Exercise » An exact copy of every entry below is needed.

Data to use START

use axum::{extract::State, response::IntoResponse, Extension, Json};
use serde::Deserialize;
use serde_json::Value;
use utoipa::ToSchema;

use toolgrid_types::{split_qualified_name, ErrorCode, PromptEntry, RequestContext};

use crate::http::error::{HttpError, HttpResult};
use crate::http::state::HttpState;
use crate::http::types::Envelope;

#[derive(Debug, Deserialize, ToSchema)]
#[serde(rename_all = "camelCase")]
pub struct GetPromptRequest {
    pub name: String,
    #[serde(default)]
    pub args: Value,
}

#[utoipa::path(get, path = "/prompts", responses((status = 200, description = "Unified prompt listing")))]
#[axum::debug_handler]
pub async fn handle_list_prompts(
    State(state): State<HttpState>,
    Extension(ctx): Extension<RequestContext>,
) -> HttpResult<Json<Envelope<Vec<PromptEntry>>>> {
    let mut prompts = state.gateway.registries.prompts.all();
    prompts.sort_by(|a, b| a.qualified_name.cmp(&b.qualified_name));
    Ok(Envelope::ok(prompts, Some(ctx.request_id)))
}

#[utoipa::path(post, path = "/prompts/get", responses((status = 200, description = "Rendered prompt")))]
#[axum::debug_handler]
pub async fn handle_get_prompt(
    State(state): State<HttpState>,
    Extension(ctx): Extension<RequestContext>,
    Json(req): Json<GetPromptRequest>,
) -> HttpResult<impl IntoResponse> {
    let entry = state
        .gateway
        .registries
        .prompts
        .find(&req.name)
        .ok_or_else(|| HttpError::not_found(format!("Prompt not found: {}", req.name)))?;

    let client = state.gateway.pool.client(&entry.server_id).ok_or_else(|| {
        HttpError::new(ErrorCode::ServerDisconnected, "Server not connected")
            .with_request_id(ctx.request_id.clone())
    })?;

    let local_name = split_qualified_name(&req.name)
        .map(|(_, local)| local)
        .unwrap_or(req.name.as_str());

    let prompt = client.get_prompt(local_name, req.args).await.map_err(|err| {
        HttpError::new(err.code, format!("Prompt fetch failed: {}", err.message))
            .with_request_id(ctx.request_id.clone())
    })?;

    state.gateway.registries.prompts.record_usage(&req.name);
    Ok(Envelope::ok(prompt, Some(ctx.request_id)))
}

Data to use END

Answer for this exercise »
use axum::{extract::State, response::IntoResponse, Extension, Json};
use serde::Deserialize;
use serde_json::Value;
use utoipa::ToSchema;

use toolgrid_types::{split_qualified_name, ErrorCode, PromptEntry, RequestContext};

use crate::http::error::{HttpError, HttpResult};
use crate::http::state::HttpState;
use crate::http::types::Envelope;

#[derive(Debug, Deserialize, ToSchema)]
#[serde(rename_all = "camelCase")]
pub struct GetPromptRequest {
    pub name: String,
    #[serde(default)]
    pub args: Value,
}

#[utoipa::path(get, path = "/prompts", responses((status = 200, description = "Unified prompt listing")))]
#[axum::debug_handler]
pub async fn handle_list_prompts(
    State(state): State<HttpState>,
    Extension(ctx): Extension<RequestContext>,
) -> HttpResult<Json<Envelope<Vec<PromptEntry>>>> {
    let mut prompts = state.gateway.registries.prompts.all();
    prompts.sort_by(|a, b| a.qualified_name.cmp(&b.qualified_name));
    Ok(Envelope::ok(prompts, Some(ctx.request_id)))
}

#[utoipa::path(post, path = "/prompts/get", responses((status = 200, description = "Rendered prompt")))]
#[axum::debug_handler]
pub async fn handle_get_prompt(
    State(state): State<HttpState>,
    Extension(ctx): Extension<RequestContext>,
    Json(req): Json<GetPromptRequest>,
) -> HttpResult<impl IntoResponse> {
    let entry = state
        .gateway
        .registries
        .prompts
        .find(&req.name)
        .ok_or_else(|| HttpError::not_found(format!("Prompt not found: {}", req.name)))?;

    let client = state.gateway.pool.client(&entry.server_id).ok_or_else(|| {
        HttpError::new(ErrorCode::ServerDisconnected, "Server not connected")
            .with_request_id(ctx.request_id.clone())
    })?;

    let local_name = split_qualified_name(&req.name)
        .map(|(_, local)| local)
        .unwrap_or(req.name.as_str());

    let prompt = client.get_prompt(local_name, req.args).await.map_err(|err| {
        HttpError::new(err.code, format!("Prompt fetch failed: {}", err.message))
            .with_request_id(ctx.request_id.clone())
    })?;

    state.gateway.registries.prompts.record_usage(&req.name);
    Ok(Envelope::ok(prompt, Some(ctx.request_id)))
}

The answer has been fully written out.